» **EXERCISE BRIEF**
Produce a copy of every line in the records that holds the string "OpenAiCompatibleProvider".

————

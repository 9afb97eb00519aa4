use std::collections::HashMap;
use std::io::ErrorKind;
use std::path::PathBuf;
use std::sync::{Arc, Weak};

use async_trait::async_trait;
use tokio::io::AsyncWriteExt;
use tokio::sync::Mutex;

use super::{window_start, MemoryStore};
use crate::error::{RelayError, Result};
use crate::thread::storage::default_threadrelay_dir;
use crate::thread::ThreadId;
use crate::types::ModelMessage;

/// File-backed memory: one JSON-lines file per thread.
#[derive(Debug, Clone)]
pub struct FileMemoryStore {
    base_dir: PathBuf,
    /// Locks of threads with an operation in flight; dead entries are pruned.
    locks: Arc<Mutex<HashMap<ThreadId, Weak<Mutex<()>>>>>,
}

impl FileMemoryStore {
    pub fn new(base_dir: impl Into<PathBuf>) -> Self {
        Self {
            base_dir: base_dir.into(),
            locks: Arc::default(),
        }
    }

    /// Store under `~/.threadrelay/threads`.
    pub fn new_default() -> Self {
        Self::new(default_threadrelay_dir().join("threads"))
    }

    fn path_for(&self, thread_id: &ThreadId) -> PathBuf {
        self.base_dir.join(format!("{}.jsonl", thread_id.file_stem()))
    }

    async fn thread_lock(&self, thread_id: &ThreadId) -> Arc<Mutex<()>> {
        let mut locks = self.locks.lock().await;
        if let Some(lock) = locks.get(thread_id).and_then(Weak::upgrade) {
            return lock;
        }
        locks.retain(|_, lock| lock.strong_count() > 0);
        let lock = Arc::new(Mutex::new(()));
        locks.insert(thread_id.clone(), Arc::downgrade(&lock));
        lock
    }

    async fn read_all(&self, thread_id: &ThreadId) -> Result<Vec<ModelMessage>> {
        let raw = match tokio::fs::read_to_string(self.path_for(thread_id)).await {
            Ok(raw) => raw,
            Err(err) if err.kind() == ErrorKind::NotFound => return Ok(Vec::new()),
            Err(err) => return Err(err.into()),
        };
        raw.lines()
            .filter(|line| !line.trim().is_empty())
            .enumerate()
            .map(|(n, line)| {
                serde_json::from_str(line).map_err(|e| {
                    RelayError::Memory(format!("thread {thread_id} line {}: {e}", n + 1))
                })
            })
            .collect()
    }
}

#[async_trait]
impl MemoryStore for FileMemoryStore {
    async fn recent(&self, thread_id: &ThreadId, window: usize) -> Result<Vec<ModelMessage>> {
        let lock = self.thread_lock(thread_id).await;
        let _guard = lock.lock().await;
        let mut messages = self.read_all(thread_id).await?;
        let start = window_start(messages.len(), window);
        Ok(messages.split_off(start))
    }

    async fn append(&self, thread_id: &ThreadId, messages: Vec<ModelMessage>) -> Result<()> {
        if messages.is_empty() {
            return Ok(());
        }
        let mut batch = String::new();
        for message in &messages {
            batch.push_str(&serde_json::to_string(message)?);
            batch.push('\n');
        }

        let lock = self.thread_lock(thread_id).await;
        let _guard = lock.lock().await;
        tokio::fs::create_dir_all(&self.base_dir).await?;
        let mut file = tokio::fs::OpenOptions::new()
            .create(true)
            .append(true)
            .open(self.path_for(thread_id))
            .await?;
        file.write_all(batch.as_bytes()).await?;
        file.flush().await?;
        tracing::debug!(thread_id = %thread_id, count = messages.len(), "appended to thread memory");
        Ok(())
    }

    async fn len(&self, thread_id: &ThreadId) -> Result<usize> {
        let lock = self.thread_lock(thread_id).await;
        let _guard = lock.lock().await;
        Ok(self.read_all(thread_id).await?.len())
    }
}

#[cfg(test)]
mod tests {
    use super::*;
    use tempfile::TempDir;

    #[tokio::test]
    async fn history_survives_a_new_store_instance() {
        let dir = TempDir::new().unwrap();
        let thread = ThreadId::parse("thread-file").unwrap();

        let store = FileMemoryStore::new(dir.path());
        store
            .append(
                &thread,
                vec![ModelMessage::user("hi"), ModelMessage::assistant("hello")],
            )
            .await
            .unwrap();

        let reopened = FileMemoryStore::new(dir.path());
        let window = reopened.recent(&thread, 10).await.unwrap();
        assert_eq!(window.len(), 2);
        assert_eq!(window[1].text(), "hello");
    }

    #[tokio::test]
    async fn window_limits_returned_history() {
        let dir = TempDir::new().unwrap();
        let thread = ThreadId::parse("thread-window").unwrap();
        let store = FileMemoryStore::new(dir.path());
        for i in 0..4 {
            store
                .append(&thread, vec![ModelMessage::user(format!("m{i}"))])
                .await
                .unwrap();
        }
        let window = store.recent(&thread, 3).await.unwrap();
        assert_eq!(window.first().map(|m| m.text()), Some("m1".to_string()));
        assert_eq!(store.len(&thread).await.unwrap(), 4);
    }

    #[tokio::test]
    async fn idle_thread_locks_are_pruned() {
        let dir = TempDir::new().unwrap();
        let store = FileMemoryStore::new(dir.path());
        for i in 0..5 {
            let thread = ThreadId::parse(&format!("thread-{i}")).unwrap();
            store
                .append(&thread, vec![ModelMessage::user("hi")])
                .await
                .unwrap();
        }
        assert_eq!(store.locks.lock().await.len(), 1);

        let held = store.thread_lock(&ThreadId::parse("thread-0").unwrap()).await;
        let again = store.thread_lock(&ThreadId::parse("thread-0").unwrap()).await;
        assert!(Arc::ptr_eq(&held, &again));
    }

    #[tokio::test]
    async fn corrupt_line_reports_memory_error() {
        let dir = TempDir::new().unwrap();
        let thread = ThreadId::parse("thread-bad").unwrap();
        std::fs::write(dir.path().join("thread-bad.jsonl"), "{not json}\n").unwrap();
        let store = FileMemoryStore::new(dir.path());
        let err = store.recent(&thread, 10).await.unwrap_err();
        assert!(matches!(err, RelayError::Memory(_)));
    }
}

————

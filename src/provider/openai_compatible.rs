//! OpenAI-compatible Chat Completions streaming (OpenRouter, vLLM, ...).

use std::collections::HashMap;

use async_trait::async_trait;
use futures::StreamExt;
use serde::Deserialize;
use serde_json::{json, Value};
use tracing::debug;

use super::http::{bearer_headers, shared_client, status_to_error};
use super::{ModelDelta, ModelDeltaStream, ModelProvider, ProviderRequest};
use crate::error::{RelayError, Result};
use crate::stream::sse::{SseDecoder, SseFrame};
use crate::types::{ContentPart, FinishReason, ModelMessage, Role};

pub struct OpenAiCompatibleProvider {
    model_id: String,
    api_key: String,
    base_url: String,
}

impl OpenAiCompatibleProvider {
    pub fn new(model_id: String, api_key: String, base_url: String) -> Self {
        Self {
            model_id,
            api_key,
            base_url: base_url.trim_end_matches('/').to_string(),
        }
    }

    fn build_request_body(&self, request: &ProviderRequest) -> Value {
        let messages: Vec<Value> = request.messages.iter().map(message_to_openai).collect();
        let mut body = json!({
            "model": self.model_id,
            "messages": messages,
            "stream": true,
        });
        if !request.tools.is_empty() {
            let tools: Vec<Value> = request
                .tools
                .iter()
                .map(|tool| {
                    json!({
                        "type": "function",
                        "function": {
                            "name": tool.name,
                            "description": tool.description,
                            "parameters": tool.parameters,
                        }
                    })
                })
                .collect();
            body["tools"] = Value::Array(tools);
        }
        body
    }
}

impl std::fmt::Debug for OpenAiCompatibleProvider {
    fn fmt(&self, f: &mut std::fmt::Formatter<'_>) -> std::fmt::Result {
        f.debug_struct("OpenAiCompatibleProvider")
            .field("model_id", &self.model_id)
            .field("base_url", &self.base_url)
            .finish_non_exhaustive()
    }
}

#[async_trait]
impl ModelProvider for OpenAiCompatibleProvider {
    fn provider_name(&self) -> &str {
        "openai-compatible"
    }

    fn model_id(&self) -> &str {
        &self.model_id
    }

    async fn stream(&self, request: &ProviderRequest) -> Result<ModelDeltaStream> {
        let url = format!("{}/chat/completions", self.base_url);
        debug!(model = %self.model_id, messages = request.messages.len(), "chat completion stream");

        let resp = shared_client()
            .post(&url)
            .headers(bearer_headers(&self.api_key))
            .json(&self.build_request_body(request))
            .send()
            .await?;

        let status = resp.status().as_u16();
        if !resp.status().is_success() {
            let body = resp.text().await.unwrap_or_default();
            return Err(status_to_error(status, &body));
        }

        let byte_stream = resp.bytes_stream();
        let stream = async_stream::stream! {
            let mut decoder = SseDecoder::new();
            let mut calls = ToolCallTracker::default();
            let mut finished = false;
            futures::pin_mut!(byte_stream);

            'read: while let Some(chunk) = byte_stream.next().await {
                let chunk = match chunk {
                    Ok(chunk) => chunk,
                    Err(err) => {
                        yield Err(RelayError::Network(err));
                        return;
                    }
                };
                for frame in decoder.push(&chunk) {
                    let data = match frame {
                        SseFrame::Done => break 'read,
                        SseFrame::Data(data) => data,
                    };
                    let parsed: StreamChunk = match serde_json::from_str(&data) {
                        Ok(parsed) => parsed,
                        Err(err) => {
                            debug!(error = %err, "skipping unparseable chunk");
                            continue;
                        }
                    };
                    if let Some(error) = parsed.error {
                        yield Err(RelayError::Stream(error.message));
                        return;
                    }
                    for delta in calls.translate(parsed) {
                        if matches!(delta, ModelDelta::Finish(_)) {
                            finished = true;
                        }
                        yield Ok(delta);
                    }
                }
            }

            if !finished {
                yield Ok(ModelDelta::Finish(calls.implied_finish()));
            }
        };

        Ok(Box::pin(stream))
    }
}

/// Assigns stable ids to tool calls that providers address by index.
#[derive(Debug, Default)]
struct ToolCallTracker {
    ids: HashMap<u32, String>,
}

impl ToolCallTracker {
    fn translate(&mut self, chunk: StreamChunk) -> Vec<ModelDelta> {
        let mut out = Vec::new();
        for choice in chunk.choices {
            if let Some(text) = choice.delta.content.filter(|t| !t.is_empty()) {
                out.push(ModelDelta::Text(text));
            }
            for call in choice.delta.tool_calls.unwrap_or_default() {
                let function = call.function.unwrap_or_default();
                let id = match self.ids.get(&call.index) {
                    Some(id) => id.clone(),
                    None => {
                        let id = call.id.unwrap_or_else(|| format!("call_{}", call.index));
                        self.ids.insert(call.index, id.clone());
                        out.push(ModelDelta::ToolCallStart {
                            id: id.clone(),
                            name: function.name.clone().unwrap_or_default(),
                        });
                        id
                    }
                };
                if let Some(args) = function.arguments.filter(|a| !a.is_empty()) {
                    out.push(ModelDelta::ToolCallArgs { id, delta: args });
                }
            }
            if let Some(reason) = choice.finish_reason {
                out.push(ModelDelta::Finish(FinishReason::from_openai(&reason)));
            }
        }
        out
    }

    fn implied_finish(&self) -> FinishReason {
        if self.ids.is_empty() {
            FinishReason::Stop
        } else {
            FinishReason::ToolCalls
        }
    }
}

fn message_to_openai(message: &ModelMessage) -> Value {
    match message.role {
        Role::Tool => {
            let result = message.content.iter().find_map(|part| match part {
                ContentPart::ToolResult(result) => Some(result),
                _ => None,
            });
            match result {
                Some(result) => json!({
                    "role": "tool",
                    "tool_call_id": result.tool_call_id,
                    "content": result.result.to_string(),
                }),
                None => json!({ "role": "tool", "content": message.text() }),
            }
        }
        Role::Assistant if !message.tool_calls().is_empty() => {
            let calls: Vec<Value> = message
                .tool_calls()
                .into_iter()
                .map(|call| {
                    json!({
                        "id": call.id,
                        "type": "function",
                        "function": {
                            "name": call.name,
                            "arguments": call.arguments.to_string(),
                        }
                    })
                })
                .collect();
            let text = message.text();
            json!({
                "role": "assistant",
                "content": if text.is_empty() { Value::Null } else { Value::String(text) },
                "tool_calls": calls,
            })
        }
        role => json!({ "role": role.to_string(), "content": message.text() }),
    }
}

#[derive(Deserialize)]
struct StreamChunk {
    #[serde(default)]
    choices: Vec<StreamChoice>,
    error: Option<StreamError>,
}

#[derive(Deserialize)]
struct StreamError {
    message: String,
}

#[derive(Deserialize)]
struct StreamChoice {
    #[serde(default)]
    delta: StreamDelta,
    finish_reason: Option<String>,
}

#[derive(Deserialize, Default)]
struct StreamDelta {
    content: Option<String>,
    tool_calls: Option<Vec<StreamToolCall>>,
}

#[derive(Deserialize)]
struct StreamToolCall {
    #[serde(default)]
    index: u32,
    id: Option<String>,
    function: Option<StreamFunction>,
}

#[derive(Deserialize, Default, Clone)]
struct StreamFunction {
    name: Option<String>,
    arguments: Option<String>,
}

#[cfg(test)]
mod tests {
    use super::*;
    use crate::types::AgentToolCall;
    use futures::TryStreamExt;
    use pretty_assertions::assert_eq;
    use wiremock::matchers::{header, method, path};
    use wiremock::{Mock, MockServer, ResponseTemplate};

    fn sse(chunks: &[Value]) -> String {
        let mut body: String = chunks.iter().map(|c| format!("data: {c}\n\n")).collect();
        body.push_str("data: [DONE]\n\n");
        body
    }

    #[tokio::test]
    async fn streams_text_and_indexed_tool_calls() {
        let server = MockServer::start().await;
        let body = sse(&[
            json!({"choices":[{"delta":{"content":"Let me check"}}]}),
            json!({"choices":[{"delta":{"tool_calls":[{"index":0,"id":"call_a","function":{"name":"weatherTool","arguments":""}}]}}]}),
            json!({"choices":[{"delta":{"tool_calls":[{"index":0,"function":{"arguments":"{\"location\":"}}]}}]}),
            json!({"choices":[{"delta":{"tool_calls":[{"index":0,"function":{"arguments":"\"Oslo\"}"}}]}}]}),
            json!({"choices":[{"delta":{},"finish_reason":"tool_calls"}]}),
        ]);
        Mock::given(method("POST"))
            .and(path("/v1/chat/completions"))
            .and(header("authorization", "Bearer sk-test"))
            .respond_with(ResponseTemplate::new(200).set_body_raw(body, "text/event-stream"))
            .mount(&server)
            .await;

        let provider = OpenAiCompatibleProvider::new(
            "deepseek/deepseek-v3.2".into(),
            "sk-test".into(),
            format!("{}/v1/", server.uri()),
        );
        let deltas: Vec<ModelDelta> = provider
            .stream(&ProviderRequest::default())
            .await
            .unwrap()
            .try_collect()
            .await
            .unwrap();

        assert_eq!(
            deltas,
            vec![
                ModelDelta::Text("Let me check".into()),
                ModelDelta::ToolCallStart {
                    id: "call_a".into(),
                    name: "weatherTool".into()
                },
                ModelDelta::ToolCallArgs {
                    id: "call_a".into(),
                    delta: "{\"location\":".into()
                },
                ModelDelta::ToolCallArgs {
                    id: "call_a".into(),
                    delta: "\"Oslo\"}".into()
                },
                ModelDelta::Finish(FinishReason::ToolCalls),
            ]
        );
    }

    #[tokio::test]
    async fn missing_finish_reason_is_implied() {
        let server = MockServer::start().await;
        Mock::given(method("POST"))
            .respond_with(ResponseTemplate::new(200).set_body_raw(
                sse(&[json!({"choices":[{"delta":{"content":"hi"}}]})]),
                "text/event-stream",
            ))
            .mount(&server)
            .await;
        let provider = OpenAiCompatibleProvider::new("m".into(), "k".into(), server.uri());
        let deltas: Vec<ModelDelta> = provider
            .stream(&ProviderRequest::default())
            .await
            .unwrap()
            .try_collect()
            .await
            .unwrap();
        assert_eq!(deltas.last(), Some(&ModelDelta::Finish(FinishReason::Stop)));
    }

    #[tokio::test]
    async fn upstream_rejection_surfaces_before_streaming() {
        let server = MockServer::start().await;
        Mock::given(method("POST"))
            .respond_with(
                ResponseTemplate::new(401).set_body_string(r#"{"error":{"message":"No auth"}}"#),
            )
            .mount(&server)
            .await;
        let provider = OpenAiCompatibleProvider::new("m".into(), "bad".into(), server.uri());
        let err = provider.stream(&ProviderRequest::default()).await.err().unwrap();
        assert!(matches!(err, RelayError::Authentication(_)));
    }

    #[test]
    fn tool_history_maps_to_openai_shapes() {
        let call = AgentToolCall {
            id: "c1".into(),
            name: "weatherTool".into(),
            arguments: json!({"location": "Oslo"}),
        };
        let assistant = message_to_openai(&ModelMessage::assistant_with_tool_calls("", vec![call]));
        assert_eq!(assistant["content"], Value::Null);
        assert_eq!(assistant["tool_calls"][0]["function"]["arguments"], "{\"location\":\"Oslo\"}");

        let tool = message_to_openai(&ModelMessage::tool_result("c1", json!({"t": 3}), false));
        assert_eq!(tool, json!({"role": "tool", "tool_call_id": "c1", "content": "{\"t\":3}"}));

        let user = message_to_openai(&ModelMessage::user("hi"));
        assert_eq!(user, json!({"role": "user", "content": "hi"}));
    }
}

————

» **TASK RESULT**
pub struct OpenAiCompatibleProvider {
impl OpenAiCompatibleProvider {
impl std::fmt::Debug for OpenAiCompatibleProvider {
        f.debug_struct("OpenAiCompatibleProvider")
impl ModelProvider for OpenAiCompatibleProvider {
        let provider = OpenAiCompatibleProvider::new(
        let provider = OpenAiCompatibleProvider::new("m".into(), "k".into(), server.uri());
        let provider = OpenAiCompatibleProvider::new("m".into(), "bad".into(), server.uri());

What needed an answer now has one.